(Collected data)
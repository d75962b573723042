//! Provider abstraction for market data sources.
//!
//! Two traits cover everything the pipeline needs from the outside world:
//!
//! - [`MarketDataClient`]: per-symbol price history and option chains
//!   (implemented by [`yahoo::YahooClient`]).
//! - [`MarketSnapshotClient`]: a ranked, market-wide capitalisation snapshot
//!   (implemented by [`coingecko::CoinGeckoClient`]).
//!
//! Both are async and object safe, so callers can hold `&dyn MarketDataClient`
//! and tests can substitute in-memory fakes.
//!
//! # Example
//!
//! ```rust
//! use async_trait::async_trait;
//! use market_data_ingestor::models::market::CoinMarketCap;
//! use market_data_ingestor::providers::{MarketSnapshotClient, ProviderError};
//!
//! struct FixedSnapshot;
//!
//! #[async_trait]
//! impl MarketSnapshotClient for FixedSnapshot {
//!     async fn get_market_snapshot(
//!         &self,
//!         _vs_currency: &str,
//!         _top_n: u32,
//!     ) -> Result<Vec<CoinMarketCap>, ProviderError> {
//!         Ok(vec![])
//!     }
//! }
//! ```

pub mod coingecko;
pub mod yahoo;

use async_trait::async_trait;
use chrono::NaiveDate;
use snafu::{Backtrace, Snafu};

use crate::models::{
    bar::PriceBar, market::CoinMarketCap, options::OptionChain, request_params::HistoryRange,
};

/// Per-symbol market data: price history and listed options.
#[async_trait]
pub trait MarketDataClient: Send + Sync {
    /// Fetches daily bars for `symbol`, ascending by timestamp.
    ///
    /// With [`HistoryRange::Since`] the provider returns bars whose period
    /// starts at or after `start`, through the current period.
    async fn get_price_history(
        &self,
        symbol: &str,
        range: HistoryRange,
    ) -> Result<Vec<PriceBar>, ProviderError>;

    /// Lists the expiry dates that currently have a listed chain.
    async fn list_expiries(&self, symbol: &str) -> Result<Vec<NaiveDate>, ProviderError>;

    /// Fetches the calls and puts for one expiry.
    async fn get_option_chain(
        &self,
        symbol: &str,
        expiry: NaiveDate,
    ) -> Result<OptionChain, ProviderError>;
}

/// Market-wide capitalisation snapshot.
#[async_trait]
pub trait MarketSnapshotClient: Send + Sync {
    /// Returns up to `top_n` coins ranked by market cap, priced in `vs_currency`.
    async fn get_market_snapshot(
        &self,
        vs_currency: &str,
        top_n: u32,
    ) -> Result<Vec<CoinMarketCap>, ProviderError>;
}

/// Errors that can occur during the creation of a provider instance
#[derive(Debug, Snafu)]
#[snafu(visibility(pub))]
pub enum ProviderInitError {
    /// failed to init reqwest client
    #[snafu(display("Failed to build HTTP client: {source}"))]
    ClientBuild {
        source: reqwest::Error,
        backtrace: Backtrace,
    },

    /// A configured base URL could not be parsed.
    #[snafu(display("Invalid base URL {url:?}: {message}"))]
    InvalidBaseUrl {
        url: String,
        message: String,
        backtrace: Backtrace,
    },
}

/// Errors that can occur within a provider implementation.
#[derive(Debug, Snafu)]
#[snafu(visibility(pub))]
pub enum ProviderError {
    /// An error during an API request (e.g., network failure, timeout, bad body).
    #[snafu(display("API request failed: {source}"))]
    Reqwest {
        source: reqwest::Error,
        backtrace: Backtrace,
    },

    /// The provider's API answered with an error status or error payload.
    #[snafu(display("API error (status {status}): {message}"))]
    Api {
        status: u16,
        message: String,
        backtrace: Backtrace,
    },

    /// The request parameters were invalid for this specific provider.
    #[snafu(display("Invalid parameters for provider: {message}"))]
    Validation {
        message: String,
        backtrace: Backtrace,
    },

    /// The provider answered, but the payload could not be turned into rows.
    #[snafu(display("Internal provider error: {message}"))]
    Internal {
        message: String,
        backtrace: Backtrace,
    },

    /// An error during provider configuration or initialization.
    #[snafu(display("Provider initialization error: {source}"))]
    Init {
        #[snafu(backtrace)]
        source: ProviderInitError,
    },
}

impl ProviderError {
    /// Whether repeating the same request could plausibly succeed.
    ///
    /// Bad parameters and broken configuration fail the same way every time;
    /// everything else (network trouble, upstream 5xx/429, malformed payloads
    /// from a flaky endpoint) is worth another attempt.
    pub fn is_retryable(&self) -> bool {
        !matches!(
            self,
            ProviderError::Validation { .. } | ProviderError::Init { .. }
        )
    }
}

#[cfg(test)]
mod tests {
    use super::*;

    #[test]
    fn validation_and_init_are_not_retryable() {
        let validation = ValidationSnafu { message: "top_n must be 1..=250" }.build();
        assert!(!validation.is_retryable());

        let init = ProviderError::Init {
            source: InvalidBaseUrlSnafu {
                url: "nope",
                message: "relative URL without a base",
            }
            .build(),
        };
        assert!(!init.is_retryable());
    }

    #[test]
    fn upstream_failures_are_retryable() {
        let api = ApiSnafu { status: 503u16, message: "unavailable" }.build();
        assert!(api.is_retryable());
        assert_eq!(api.to_string(), "API error (status 503): unavailable");

        let internal = InternalSnafu { message: "no quote data" }.build();
        assert!(internal.is_retryable());
    }
}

PROBLEM STATEMENT>
Which lines in the entries above contain "answered"? Pull each of them out.

PROBLEM SOLUTION>
    /// The provider's API answered with an error status or error payload.
    /// The provider answered, but the payload could not be turned into rows.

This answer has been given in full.